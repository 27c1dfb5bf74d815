//! Application Layer
//!
//! Use cases that orchestrate the business flow.
//! This layer:
//! - Depends on Domain layer (entities, services, ports)
//! - Does NOT contain business rules (those are in Domain)
//! - Coordinates between Infrastructure and Domain
//!
//! ## Use Cases
//!
//! - `HostRegistry` - Refresh, persist, select and diff the host inventory
//! - `ReleaseManager` - Single-host release operations
//! - `DeployPipeline` - Multi-host deploy with events and cancellation
//! - `AppServices` - Process manager and web server lifecycle
//! - `EnvironmentPush` - Env file and secrets upload
//! - `BranchPromotion` - Fast-forward a stage branch and push it
//! - `RenderUseCase` - Task definition rendering from files

pub mod branch;
pub mod cancel;
pub mod environment;
pub mod hosts;
pub mod release;
pub mod render;
pub mod services;

#[cfg(test)]
pub(crate) mod testing;

pub use branch::{BranchPromotion, MergeMode};
pub use cancel::CancellationToken;
pub use environment::EnvironmentPush;
pub use hosts::{diff_host_tables, HostDiff, HostRegistry};
pub use release::{
    DeployOptions, DeployPipeline, DeployReport, HostOutcome, PruneReport, ReleaseManager,
    ReleaseSettings, RestartMode,
};
pub use render::RenderUseCase;
pub use services::{AppServices, ServiceAction, ServiceSettings, VirtualHost};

────────────────────────────────────────

● **What you will do**:
Output the listing above in its entirety, exactly as given.

● **Exercise solution**:
repository 27c1dfb5bf74d815
//! Application Layer
//!
//! Use cases that orchestrate the business flow.
//! This layer:
//! - Depends on Domain layer (entities, services, ports)
//! - Does NOT contain business rules (those are in Domain)
//! - Coordinates between Infrastructure and Domain
//!
//! ## Use Cases
//!
//! - `HostRegistry` - Refresh, persist, select and diff the host inventory
//! - `ReleaseManager` - Single-host release operations
//! - `DeployPipeline` - Multi-host deploy with events and cancellation
//! - `AppServices` - Process manager and web server lifecycle
//! - `EnvironmentPush` - Env file and secrets upload
//! - `BranchPromotion` - Fast-forward a stage branch and push it
//! - `RenderUseCase` - Task definition rendering from files

pub mod branch;
pub mod cancel;
pub mod environment;
pub mod hosts;
pub mod release;
pub mod render;
pub mod services;

#[cfg(test)]
pub(crate) mod testing;

pub use branch::{BranchPromotion, MergeMode};
pub use cancel::CancellationToken;
pub use environment::EnvironmentPush;
pub use hosts::{diff_host_tables, HostDiff, HostRegistry};
pub use release::{
    DeployOptions, DeployPipeline, DeployReport, HostOutcome, PruneReport, ReleaseManager,
    ReleaseSettings, RestartMode,
};
pub use render::RenderUseCase;
pub use services::{AppServices, ServiceAction, ServiceSettings, VirtualHost};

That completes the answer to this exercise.